Assigned task
Beginning with the line containing "shape libseccomp emits." and ending with the last line, repeat the records exactly.

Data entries
+===+

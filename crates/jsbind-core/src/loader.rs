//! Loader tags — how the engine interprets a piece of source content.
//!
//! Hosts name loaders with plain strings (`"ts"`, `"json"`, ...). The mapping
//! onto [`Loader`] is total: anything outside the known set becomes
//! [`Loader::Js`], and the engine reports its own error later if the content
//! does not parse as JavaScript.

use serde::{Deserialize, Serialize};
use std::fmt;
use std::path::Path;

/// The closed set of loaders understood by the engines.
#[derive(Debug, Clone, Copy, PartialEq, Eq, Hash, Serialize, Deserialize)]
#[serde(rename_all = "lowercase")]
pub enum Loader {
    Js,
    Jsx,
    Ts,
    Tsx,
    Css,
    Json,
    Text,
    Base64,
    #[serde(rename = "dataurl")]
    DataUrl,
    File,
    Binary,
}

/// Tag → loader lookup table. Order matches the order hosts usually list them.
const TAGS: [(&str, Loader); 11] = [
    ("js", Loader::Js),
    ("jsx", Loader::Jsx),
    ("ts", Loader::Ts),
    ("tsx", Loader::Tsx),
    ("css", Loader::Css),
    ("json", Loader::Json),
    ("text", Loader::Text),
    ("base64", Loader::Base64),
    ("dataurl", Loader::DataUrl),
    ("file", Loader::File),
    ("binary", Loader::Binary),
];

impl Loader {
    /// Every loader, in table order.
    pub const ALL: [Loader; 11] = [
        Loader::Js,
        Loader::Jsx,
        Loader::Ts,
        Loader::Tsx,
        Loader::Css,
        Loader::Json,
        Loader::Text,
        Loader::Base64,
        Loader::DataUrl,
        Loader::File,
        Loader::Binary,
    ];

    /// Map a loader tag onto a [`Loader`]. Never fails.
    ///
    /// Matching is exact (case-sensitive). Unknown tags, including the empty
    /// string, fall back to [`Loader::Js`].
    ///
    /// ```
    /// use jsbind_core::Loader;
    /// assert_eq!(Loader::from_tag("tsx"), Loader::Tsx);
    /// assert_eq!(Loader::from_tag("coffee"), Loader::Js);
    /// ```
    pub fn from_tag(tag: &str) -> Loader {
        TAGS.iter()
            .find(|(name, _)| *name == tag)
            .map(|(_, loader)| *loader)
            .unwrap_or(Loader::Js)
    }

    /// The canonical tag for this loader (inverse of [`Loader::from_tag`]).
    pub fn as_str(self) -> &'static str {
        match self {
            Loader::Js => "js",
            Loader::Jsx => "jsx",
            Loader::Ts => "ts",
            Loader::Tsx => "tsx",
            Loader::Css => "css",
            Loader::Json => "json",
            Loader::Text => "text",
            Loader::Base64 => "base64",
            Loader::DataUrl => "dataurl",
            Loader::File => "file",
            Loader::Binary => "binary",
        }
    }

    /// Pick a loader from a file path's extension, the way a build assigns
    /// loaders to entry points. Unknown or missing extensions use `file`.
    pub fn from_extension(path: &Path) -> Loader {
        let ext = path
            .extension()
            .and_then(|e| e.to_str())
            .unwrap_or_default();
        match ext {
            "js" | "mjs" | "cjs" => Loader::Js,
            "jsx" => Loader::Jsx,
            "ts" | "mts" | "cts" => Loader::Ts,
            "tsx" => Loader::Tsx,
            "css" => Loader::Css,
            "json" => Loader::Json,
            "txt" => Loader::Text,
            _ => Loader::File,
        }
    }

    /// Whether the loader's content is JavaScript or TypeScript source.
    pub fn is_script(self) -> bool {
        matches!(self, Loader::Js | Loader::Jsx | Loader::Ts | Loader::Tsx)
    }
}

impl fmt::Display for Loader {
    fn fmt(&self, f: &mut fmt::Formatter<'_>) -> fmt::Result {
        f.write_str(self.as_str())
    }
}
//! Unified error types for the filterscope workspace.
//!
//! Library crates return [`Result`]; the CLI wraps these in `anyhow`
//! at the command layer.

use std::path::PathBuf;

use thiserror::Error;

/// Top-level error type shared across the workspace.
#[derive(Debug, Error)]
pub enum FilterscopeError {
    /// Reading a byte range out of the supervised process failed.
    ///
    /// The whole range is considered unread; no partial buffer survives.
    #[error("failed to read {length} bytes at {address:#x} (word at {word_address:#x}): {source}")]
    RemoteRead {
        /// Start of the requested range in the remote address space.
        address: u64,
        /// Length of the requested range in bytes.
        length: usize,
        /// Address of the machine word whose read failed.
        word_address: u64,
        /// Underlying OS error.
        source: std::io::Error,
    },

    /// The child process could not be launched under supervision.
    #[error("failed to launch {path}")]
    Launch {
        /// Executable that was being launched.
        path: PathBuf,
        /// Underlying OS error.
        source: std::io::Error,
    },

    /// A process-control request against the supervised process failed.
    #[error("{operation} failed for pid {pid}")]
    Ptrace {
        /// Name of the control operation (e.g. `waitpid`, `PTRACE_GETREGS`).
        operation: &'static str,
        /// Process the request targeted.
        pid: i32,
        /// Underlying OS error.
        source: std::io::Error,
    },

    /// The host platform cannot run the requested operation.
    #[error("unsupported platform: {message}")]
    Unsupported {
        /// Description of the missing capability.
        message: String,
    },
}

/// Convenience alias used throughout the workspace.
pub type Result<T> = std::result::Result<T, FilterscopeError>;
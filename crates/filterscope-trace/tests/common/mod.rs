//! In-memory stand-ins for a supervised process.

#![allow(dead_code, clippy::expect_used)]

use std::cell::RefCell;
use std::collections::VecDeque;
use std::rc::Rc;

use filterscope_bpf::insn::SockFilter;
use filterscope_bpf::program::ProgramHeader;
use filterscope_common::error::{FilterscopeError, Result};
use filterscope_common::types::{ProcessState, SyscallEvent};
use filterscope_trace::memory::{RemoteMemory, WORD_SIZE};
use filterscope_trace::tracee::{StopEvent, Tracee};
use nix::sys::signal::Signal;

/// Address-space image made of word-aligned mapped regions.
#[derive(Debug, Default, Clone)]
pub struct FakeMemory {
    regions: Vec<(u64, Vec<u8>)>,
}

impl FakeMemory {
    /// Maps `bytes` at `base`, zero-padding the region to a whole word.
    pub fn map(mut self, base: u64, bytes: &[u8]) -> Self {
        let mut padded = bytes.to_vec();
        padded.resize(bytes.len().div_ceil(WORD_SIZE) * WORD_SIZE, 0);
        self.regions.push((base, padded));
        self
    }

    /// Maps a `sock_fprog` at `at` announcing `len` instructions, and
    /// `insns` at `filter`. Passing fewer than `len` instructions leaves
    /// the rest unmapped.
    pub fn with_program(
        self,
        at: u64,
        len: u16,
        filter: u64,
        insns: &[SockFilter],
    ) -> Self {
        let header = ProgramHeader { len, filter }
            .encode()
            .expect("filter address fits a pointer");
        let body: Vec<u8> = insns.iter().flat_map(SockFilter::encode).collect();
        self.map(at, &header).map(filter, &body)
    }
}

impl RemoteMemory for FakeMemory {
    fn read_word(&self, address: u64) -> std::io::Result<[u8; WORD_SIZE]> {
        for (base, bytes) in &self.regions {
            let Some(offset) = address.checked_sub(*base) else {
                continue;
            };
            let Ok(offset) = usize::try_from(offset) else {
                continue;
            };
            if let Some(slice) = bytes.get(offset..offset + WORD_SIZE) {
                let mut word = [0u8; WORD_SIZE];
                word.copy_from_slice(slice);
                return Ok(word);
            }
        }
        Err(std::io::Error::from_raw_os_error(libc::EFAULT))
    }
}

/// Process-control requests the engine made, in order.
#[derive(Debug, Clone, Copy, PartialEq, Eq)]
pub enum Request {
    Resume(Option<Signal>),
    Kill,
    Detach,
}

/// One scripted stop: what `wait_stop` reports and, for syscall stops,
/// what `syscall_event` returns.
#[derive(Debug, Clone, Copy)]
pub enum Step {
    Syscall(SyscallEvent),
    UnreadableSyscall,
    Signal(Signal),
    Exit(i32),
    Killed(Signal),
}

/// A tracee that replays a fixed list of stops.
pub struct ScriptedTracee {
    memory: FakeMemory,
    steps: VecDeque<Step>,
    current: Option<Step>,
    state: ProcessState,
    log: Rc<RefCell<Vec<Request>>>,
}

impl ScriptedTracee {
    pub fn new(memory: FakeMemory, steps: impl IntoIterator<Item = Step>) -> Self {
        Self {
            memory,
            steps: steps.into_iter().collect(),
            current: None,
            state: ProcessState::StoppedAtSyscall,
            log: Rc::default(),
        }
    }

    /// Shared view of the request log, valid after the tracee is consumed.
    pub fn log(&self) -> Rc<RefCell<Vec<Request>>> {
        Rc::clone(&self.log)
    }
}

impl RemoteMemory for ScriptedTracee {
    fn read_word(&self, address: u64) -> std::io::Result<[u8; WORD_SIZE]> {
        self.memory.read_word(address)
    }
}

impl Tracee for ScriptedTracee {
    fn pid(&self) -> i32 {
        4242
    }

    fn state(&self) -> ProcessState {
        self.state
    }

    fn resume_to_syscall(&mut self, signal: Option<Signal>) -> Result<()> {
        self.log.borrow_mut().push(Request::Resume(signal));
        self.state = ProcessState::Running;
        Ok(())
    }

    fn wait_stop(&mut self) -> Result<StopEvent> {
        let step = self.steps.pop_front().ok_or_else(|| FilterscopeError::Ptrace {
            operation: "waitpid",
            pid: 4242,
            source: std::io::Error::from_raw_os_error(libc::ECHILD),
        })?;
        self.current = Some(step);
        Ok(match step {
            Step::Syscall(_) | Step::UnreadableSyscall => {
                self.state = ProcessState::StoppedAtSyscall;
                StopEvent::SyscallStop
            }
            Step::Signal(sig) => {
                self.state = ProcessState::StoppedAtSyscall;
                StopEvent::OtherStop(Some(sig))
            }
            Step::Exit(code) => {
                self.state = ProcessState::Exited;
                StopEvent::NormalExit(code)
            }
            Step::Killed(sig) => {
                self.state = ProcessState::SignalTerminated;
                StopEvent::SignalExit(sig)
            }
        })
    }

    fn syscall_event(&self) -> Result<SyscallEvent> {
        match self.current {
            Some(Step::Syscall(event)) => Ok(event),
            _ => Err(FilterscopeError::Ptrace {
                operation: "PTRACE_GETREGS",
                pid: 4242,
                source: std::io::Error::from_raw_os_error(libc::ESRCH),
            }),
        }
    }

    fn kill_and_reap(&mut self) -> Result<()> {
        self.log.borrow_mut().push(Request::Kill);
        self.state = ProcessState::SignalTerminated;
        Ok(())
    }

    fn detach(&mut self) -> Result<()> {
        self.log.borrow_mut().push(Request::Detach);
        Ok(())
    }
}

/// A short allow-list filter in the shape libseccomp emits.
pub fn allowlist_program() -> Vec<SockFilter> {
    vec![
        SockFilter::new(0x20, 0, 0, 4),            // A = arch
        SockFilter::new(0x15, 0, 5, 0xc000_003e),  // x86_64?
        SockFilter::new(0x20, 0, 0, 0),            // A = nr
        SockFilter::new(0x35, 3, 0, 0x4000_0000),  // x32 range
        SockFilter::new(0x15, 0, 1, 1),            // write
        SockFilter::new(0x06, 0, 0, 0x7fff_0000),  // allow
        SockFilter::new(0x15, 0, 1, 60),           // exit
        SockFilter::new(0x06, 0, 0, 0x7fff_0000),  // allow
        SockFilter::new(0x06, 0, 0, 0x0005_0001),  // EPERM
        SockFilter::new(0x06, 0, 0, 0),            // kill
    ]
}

+===+

Output of the exercise
/// A short allow-list filter in the shape libseccomp emits.
pub fn allowlist_program() -> Vec<SockFilter> {
    vec![
        SockFilter::new(0x20, 0, 0, 4),            // A = arch
        SockFilter::new(0x15, 0, 5, 0xc000_003e),  // x86_64?
        SockFilter::new(0x20, 0, 0, 0),            // A = nr
        SockFilter::new(0x35, 3, 0, 0x4000_0000),  // x32 range
        SockFilter::new(0x15, 0, 1, 1),            // write
        SockFilter::new(0x06, 0, 0, 0x7fff_0000),  // allow
        SockFilter::new(0x15, 0, 1, 60),           // exit
        SockFilter::new(0x06, 0, 0, 0x7fff_0000),  // allow
        SockFilter::new(0x06, 0, 0, 0x0005_0001),  // EPERM
        SockFilter::new(0x06, 0, 0, 0),            // kill
    ]
}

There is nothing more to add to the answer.